“This popular game show brought attention to Longmont, Colo. and memories to a local columnist.”
“Ken, what is ‘Jeopardy!’?”
Like a lot of former reporters, I’m a “Jeopardy!” fan. Journalists have a habit of picking up a lot of odd facts in a wide variety of fields – someone once called it a ‘wastebasket mind’ – so the trivia game with the guess-the-question format has a natural appeal.
So when Longmont resident Stephen Webb began racking up the big bucks on the blue board, I got as excited as anyone. At this writing, he’s been the champ for three straight games, living the dream for all of us armchair trivia buffs.
Including one who really ought to be here watching.
My friend Mark Scheidies had a mind made for “Jeopardy!” That’s not just hyperbole. He made the contestant pool six different times. Had the world been different, he’d probably be trying yet again to become the third Longmonter to win big on the show (following both Webb and previous champion Jennifer Giles).
An accident claimed Mark in 2020. But even without a “Jeopardy!” appearance, he still left behind some indelible memories. As a treasured Longmont Theatre Company actor. As a gentle man with a wry sense of humor.
And, for a few months in 2013, as the “Longmont Street Walker.”
It’s not what it sounds like. (That wry humor again.) In 2013, Mark set out to walk every mile of every street in Longmont. It took him over 1.5 million steps, but he did it, blogging the journey after each new expedition.
In the process he rediscovered the city he’d been living in for 30 years. And reintroduced a lot of us to it as well.
“Even though I’ve driven a street many times, there are still things that I will notice walking that I have never noticed driving,” Mark wrote.
Yes. Yes. A hundred times, yes.
I’m not in Mark’s class as a walker OR a trivia champion. (Our epic battle of Trivial Pursuit never did happen, and I’m probably less humiliated for it.) But in my own lengthy walks across Longmont, I’ve noticed the same thing. Driving gives you tunnel vision. Your mind locks on your destination and (hopefully) the drivers around you, but you don’t really experience much beyond that bubble of thought.
Walking forces you to pay attention.
You learn where every dog in the neighborhood is – or at least what their bark sounds like.
“Where the Sidewalk Ends” is no longer just a Shel Silverstein poem, but an occasional reality. (And a challenging one if you’re also pushing a relative’s wheelchair, but I digress.)
You discover shortcuts.
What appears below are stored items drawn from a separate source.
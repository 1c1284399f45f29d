//! ECS components for stage entities.
//!
//! Submodules overview:
//! - [`playback`] – frame cursor and run state for the active clip
//! - [`sheetslot`] – the active sprite sheet and its load ticket

pub mod playback;
pub mod sheetslot;
//! Clip definition registry.
//!
//! A [`ClipLibrary`] holds the ordered, immutable [`AnimationClip`]
//! definitions for one character. Clips are built once at configuration load
//! and looked up by index; playback state lives elsewhere
//! (see [`Playback`](crate::components::playback::Playback)).
//!
//! # JSON Format
//!
//! Clips arrive in the legacy wire form, one record per clip:
//!
//! ```json
//! [
//!   { "name": "Idle", "width": 64, "height": 64,
//!     "frameX": 4, "frameY": 1, "sprite": "idle.png" }
//! ]
//! ```
//!
//! `frameX` is the column count and `frameY` the row count of the sheet grid.

use bevy_ecs::prelude::Resource;
use serde::{Deserialize, Serialize};

/// Clip names that historically meant "repeat forever". Matched as
/// case-sensitive substrings of the clip name, at load time only.
const LOOP_NAME_KEYWORDS: [&str; 4] = ["Idle", "Move", "Standby", "Magic"];

/// Whether a clip repeats after its last cell or plays a single pass.
#[derive(Debug, Clone, Copy, PartialEq, Eq, Serialize, Deserialize)]
pub enum LoopMode {
    Loop,
    PlayOnce,
}

impl LoopMode {
    /// Classify a clip by the legacy naming convention.
    pub fn for_clip_name(name: &str) -> LoopMode {
        if LOOP_NAME_KEYWORDS.iter().any(|kw| name.contains(kw)) {
            LoopMode::Loop
        } else {
            LoopMode::PlayOnce
        }
    }
}

/// Immutable description of one named animation: a fixed-size cell grid over
/// a sprite sheet.
#[derive(Debug, Clone, PartialEq)]
pub struct AnimationClip {
    pub name: String,
    /// Cell size in pixels.
    pub frame_width: f32,
    pub frame_height: f32,
    /// Grid dimensions, both at least 1.
    pub columns: u32,
    pub rows: u32,
    /// Resolved path of the sheet image asset.
    pub sheet_path: String,
    pub loop_mode: LoopMode,
}

/// Wire/config form of a clip as stored in character JSON.
#[derive(Serialize, Deserialize, Debug, Clone)]
pub struct ClipRecord {
    pub name: String,
    pub width: f32,
    pub height: f32,
    /// Column count of the sheet grid.
    #[serde(rename = "frameX")]
    pub frame_x: u32,
    /// Row count of the sheet grid.
    #[serde(rename = "frameY")]
    pub frame_y: u32,
    /// Sheet image path, relative until the deployment layer resolves it.
    pub sprite: String,
}

impl ClipRecord {
    /// Build the immutable clip, resolving `sprite` against `base`.
    ///
    /// The loop mode is fixed here, at configuration time, from the clip
    /// name; playback never inspects names.
    pub fn into_clip(self, base: &str) -> Result<AnimationClip, String> {
        if self.frame_x == 0 || self.frame_y == 0 {
            return Err(format!(
                "clip '{}' has an empty grid ({}x{})",
                self.name, self.frame_x, self.frame_y
            ));
        }
        if !(self.width > 0.0) || !(self.height > 0.0) {
            return Err(format!(
                "clip '{}' has a degenerate cell size ({}x{})",
                self.name, self.width, self.height
            ));
        }
        let sheet_path = if base.is_empty() {
            self.sprite
        } else {
            format!("{}/{}", base.trim_end_matches('/'), self.sprite)
        };
        let loop_mode = LoopMode::for_clip_name(&self.name);
        Ok(AnimationClip {
            name: self.name,
            frame_width: self.width,
            frame_height: self.height,
            columns: self.frame_x,
            rows: self.frame_y,
            sheet_path,
            loop_mode,
        })
    }
}

/// Ordered clip definitions for the active character.
#[derive(Resource, Debug, Clone, Default)]
pub struct ClipLibrary {
    clips: Vec<AnimationClip>,
}

impl ClipLibrary {
    pub fn new(clips: Vec<AnimationClip>) -> Self {
        ClipLibrary { clips }
    }

    /// Convert wire records into a library, resolving sprite paths against
    /// `base`. Fails on the first invalid record.
    pub fn from_records(records: Vec<ClipRecord>, base: &str) -> Result<Self, String> {
        let clips = records
            .into_iter()
            .map(|r| r.into_clip(base))
            .collect::<Result<Vec<_>, _>>()?;
        Ok(ClipLibrary { clips })
    }

    /// Load a bare clip list from a JSON file.
    pub fn load_from_file(path: &str, base: &str) -> Result<Self, String> {
        let data = std::fs::read_to_string(path)
            .map_err(|e| format!("failed to read clip list {}: {}", path, e))?;
        let records: Vec<ClipRecord> = serde_json::from_str(&data)
            .map_err(|e| format!("failed to parse clip list {}: {}", path, e))?;
        Self::from_records(records, base)
    }

    pub fn get(&self, index: usize) -> Option<&AnimationClip> {
        self.clips.get(index)
    }

    pub fn len(&self) -> usize {
        self.clips.len()
    }

    pub fn is_empty(&self) -> bool {
        self.clips.is_empty()
    }

    pub fn iter(&self) -> impl Iterator<Item = &AnimationClip> {
        self.clips.iter()
    }
}

#[cfg(test)]
mod tests {
    use super::*;

    fn record(name: &str, frame_x: u32, frame_y: u32) -> ClipRecord {
        ClipRecord {
            name: name.to_string(),
            width: 64.0,
            height: 64.0,
            frame_x,
            frame_y,
            sprite: format!("{}.png", name.to_lowercase()),
        }
    }

    #[test]
    fn loop_mode_follows_name_keywords() {
        assert_eq!(LoopMode::for_clip_name("Idle"), LoopMode::Loop);
        assert_eq!(LoopMode::for_clip_name("Move Right"), LoopMode::Loop);
        assert_eq!(LoopMode::for_clip_name("Standby"), LoopMode::Loop);
        assert_eq!(LoopMode::for_clip_name("Dark Magic"), LoopMode::Loop);
        assert_eq!(LoopMode::for_clip_name("Attack"), LoopMode::PlayOnce);
        assert_eq!(LoopMode::for_clip_name("Jump"), LoopMode::PlayOnce);
        // the match is case-sensitive
        assert_eq!(LoopMode::for_clip_name("idle"), LoopMode::PlayOnce);
    }

    #[test]
    fn record_conversion_resolves_sprite_against_base() {
        let clip = record("Idle", 4, 1).into_clip("assets/hero").unwrap();
        assert_eq!(clip.sheet_path, "assets/hero/idle.png");
        assert_eq!(clip.columns, 4);
        assert_eq!(clip.rows, 1);
        assert_eq!(clip.loop_mode, LoopMode::Loop);

        let clip = record("Jump", 3, 1).into_clip("").unwrap();
        assert_eq!(clip.sheet_path, "jump.png");
        assert_eq!(clip.loop_mode, LoopMode::PlayOnce);
    }

    #[test]
    fn empty_grid_is_rejected() {
        assert!(record("Idle", 0, 1).into_clip("").is_err());
        assert!(record("Idle", 4, 0).into_clip("").is_err());
    }

    #[test]
    fn load_from_file_round_trips_records() {
        let path = std::env::temp_dir().join("spritestage_clips_test.json");
        let records = vec![record("Idle", 4, 1), record("Jump", 3, 1)];
        std::fs::write(&path, serde_json::to_string(&records).unwrap()).unwrap();

        let library = ClipLibrary::load_from_file(path.to_str().unwrap(), "hero").unwrap();
        assert_eq!(library.len(), 2);
        assert_eq!(library.get(0).unwrap().sheet_path, "hero/idle.png");
        assert_eq!(library.get(1).unwrap().loop_mode, LoopMode::PlayOnce);

        assert!(ClipLibrary::load_from_file("/nonexistent/clips.json", "").is_err());
        std::fs::remove_file(&path).ok();
    }

    #[test]
    fn wire_field_names_parse() {
        let json = r#"[{"name":"Attack","width":96,"height":64,
                        "frameX":6,"frameY":2,"sprite":"attack.png"}]"#;
        let records: Vec<ClipRecord> = serde_json::from_str(json).unwrap();
        let library = ClipLibrary::from_records(records, "hero").unwrap();
        assert_eq!(library.len(), 1);
        let clip = library.get(0).unwrap();
        assert_eq!(clip.columns, 6);
        assert_eq!(clip.rows, 2);
        assert_eq!(clip.frame_width, 96.0);
        assert_eq!(clip.sheet_path, "hero/attack.png");
    }
}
Faces. Interesting sights that get missed at 30 mph but become glaringly obvious at one-tenth that speed.
In short, you learn to see. And that’s a rare skill.
J.R.R. Tolkien once wrote of the importance of “recovery,” the ability to clean off your mental windows and actually notice things that have become commonplace. It means not just telling yourself “oh, another tree,” so you can put it in its box and move on, but actually seeing the tree as though you had never seen one before: its texture, its color, its life.
Life at walking speed makes a good window-cleaner. No bubble, no isolation – just a world close enough to touch, or at least to notice.
Mark’s blog Is still up at www.longmontstreetwalker.com. The sidewalks await any time. It doesn’t have to be an epic journey. Even a few steps can make a big difference.
And if you plan it right, you’ll even get home in time for “Jeopardy!”